◆ **What the task requires**: Taking the line with "StepState::Completed" as the first and the line with "pub enum BannerKind" as the last, set down exactly every line in that range from the entries below, and no more.

◆ **Information**:

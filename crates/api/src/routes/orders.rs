//! Order submission and cancellation endpoints.

use std::sync::Arc;

use axum::Json;
use axum::extract::{Path, State};
use axum::http::StatusCode;
use common::SagaId;
use domain::OrderRequest;
use monitor::{CancelOutcome, SagaHandle};

use super::AppState;
use crate::error::ApiError;

/// POST /orders submits a buy order and starts tracking its saga.
#[tracing::instrument(skip(state, request), fields(symbol = %request.stock_symbol))]
pub async fn submit(
    State(state): State<Arc<AppState>>,
    Json(request): Json<OrderRequest>,
) -> Result<(StatusCode, Json<SagaHandle>), ApiError> {
    let handle = state.monitor.submit(request).await?;
    Ok((StatusCode::CREATED, Json(handle)))
}

/// POST /orders/{saga_id}/cancel requests compensation of the tracked saga.
///
/// `202 Accepted` when a cancel request went out, `200 OK` when one was
/// already in flight or the saga is already compensating.
#[tracing::instrument(skip(state))]
pub async fn cancel(
    State(state): State<Arc<AppState>>,
    Path(saga_id): Path<String>,
) -> Result<(StatusCode, Json<CancelOutcome>), ApiError> {
    if saga_id.trim().is_empty() {
        return Err(ApiError::BadRequest("Saga id is required".to_string()));
    }

    let outcome = state.monitor.cancel(SagaId::new(saga_id)).await?;
    let status = match outcome {
        CancelOutcome::Requested { .. } => StatusCode::ACCEPTED,
        CancelOutcome::AlreadyInFlight | CancelOutcome::AlreadyCompensating => StatusCode::OK,
    };
    Ok((status, Json(outcome)))
}
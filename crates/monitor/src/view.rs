//! What the presentation layer reads.

use common::SagaId;
use domain::{Money, OrderType, SagaStatus, StepId, StockSymbol};
use serde::{Deserialize, Serialize};

use crate::gate::Notification;

/// Lifecycle of the tracking session.
///
/// ```text
/// Idle ──► Submitting ──► Active ──┬──► Compensating ──► Terminal ──► Idle
///              │                   └──────────────────►┘
///              └──► Idle (submit failed)
/// ```
#[derive(Debug, Clone, Copy, PartialEq, Eq, Hash, Serialize, Deserialize, Default)]
#[serde(rename_all = "SCREAMING_SNAKE_CASE")]
pub enum Phase {
    #[default]
    Idle,
    Submitting,
    Active,
    Compensating,
    Terminal,
}

impl Phase {
    pub fn as_str(&self) -> &'static str {
        match self {
            Phase::Idle => "IDLE",
            Phase::Submitting => "SUBMITTING",
            Phase::Active => "ACTIVE",
            Phase::Compensating => "COMPENSATING",
            Phase::Terminal => "TERMINAL",
        }
    }
}

impl std::fmt::Display for Phase {
    fn fmt(&self, f: &mut std::fmt::Formatter<'_>) -> std::fmt::Result {
        write!(f, "{}", self.as_str())
    }
}

/// How a step is drawn.
#[derive(Debug, Clone, Copy, PartialEq, Eq, Serialize, Deserialize)]
#[serde(rename_all = "lowercase")]
pub enum StepState {
    Pending,
    Active,
    Completed,
    Failed,
}

/// One row of the step list.
#[derive(Debug, Clone, PartialEq, Eq, Serialize, Deserialize)]
#[serde(rename_all = "camelCase")]
pub struct StepView {
    pub id: StepId,
    pub display_name: String,
    pub state: StepState,
}

impl StepView {
    /// Derives the row state. A revealed step is completed; the current step
    /// of a failed saga is failed; the current step otherwise is active.
    pub fn state_for(
        id: &StepId,
        revealed: bool,
        current_step: Option<&StepId>,
        status: Option<SagaStatus>,
    ) -> StepState {
        let is_current = current_step == Some(id);
        if revealed {
            StepState::Completed
        } else if is_current && status == Some(SagaStatus::Failed) {
            StepState::Failed
        } else if is_current {
            StepState::Active
        } else {
            StepState::Pending
        }
    }
}

/// Where a transient error came from.
#[derive(Debug, Clone, Copy, PartialEq, Eq, Serialize, Deserialize)]
#[serde(rename_all = "lowercase")]
pub enum BannerKind {
    Submission,
    Cancellation,
}

/// Transient inline error.
#[derive(Debug, Clone, PartialEq, Eq, Serialize, Deserialize)]
pub struct Banner {
    pub kind: BannerKind,
    pub message: String,
}

impl Banner {
    pub fn submission(message: impl Into<String>) -> Self {
        Self {
            kind: BannerKind::Submission,
            message: message.into(),
        }
    }

    pub fn cancellation(message: impl Into<String>) -> Self {
        Self {
            kind: BannerKind::Cancellation,
            message: message.into(),
        }
    }
}

/// Everything the UI needs to draw the tracker.
#[derive(Debug, Clone, PartialEq, Default, Serialize, Deserialize)]
#[serde(rename_all = "camelCase")]
pub struct ProgressView {
    pub phase: Phase,
    pub saga_id: Option<SagaId>,
    pub selection: Option<StockSymbol>,
    pub status: Option<SagaStatus>,
    pub current_step: Option<StepId>,
    pub order_type: Option<OrderType>,
    pub required_funds: Option<Money>,
    pub visible_completed_steps: Vec<StepId>,
    pub steps_to_show: Vec<StepView>,
    pub failure_reason: Option<String>,
    pub cancel_in_flight: bool,
    pub banner: Option<Banner>,
    pub ready_to_notify: bool,
    pub notification: Option<Notification>,
}

/// Pushed to the UI as things happen.
#[derive(Debug, Clone, PartialEq, Serialize, Deserialize)]
#[serde(tag = "type", rename_all = "camelCase", rename_all_fields = "camelCase")]
pub enum UiEvent {
    StepRevealed { saga_id: SagaId, step: StepId },
    AllStepsAnimated { saga_id: SagaId, status: SagaStatus },
    Notified { notification: Notification },
    Banner { banner: Banner },
}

◆ **Task answer**:
            StepState::Completed
        } else if is_current && status == Some(SagaStatus::Failed) {
            StepState::Failed
        } else if is_current {
            StepState::Active
        } else {
            StepState::Pending
        }
    }
}

/// Where a transient error came from.
#[derive(Debug, Clone, Copy, PartialEq, Eq, Serialize, Deserialize)]
#[serde(rename_all = "lowercase")]
pub enum BannerKind {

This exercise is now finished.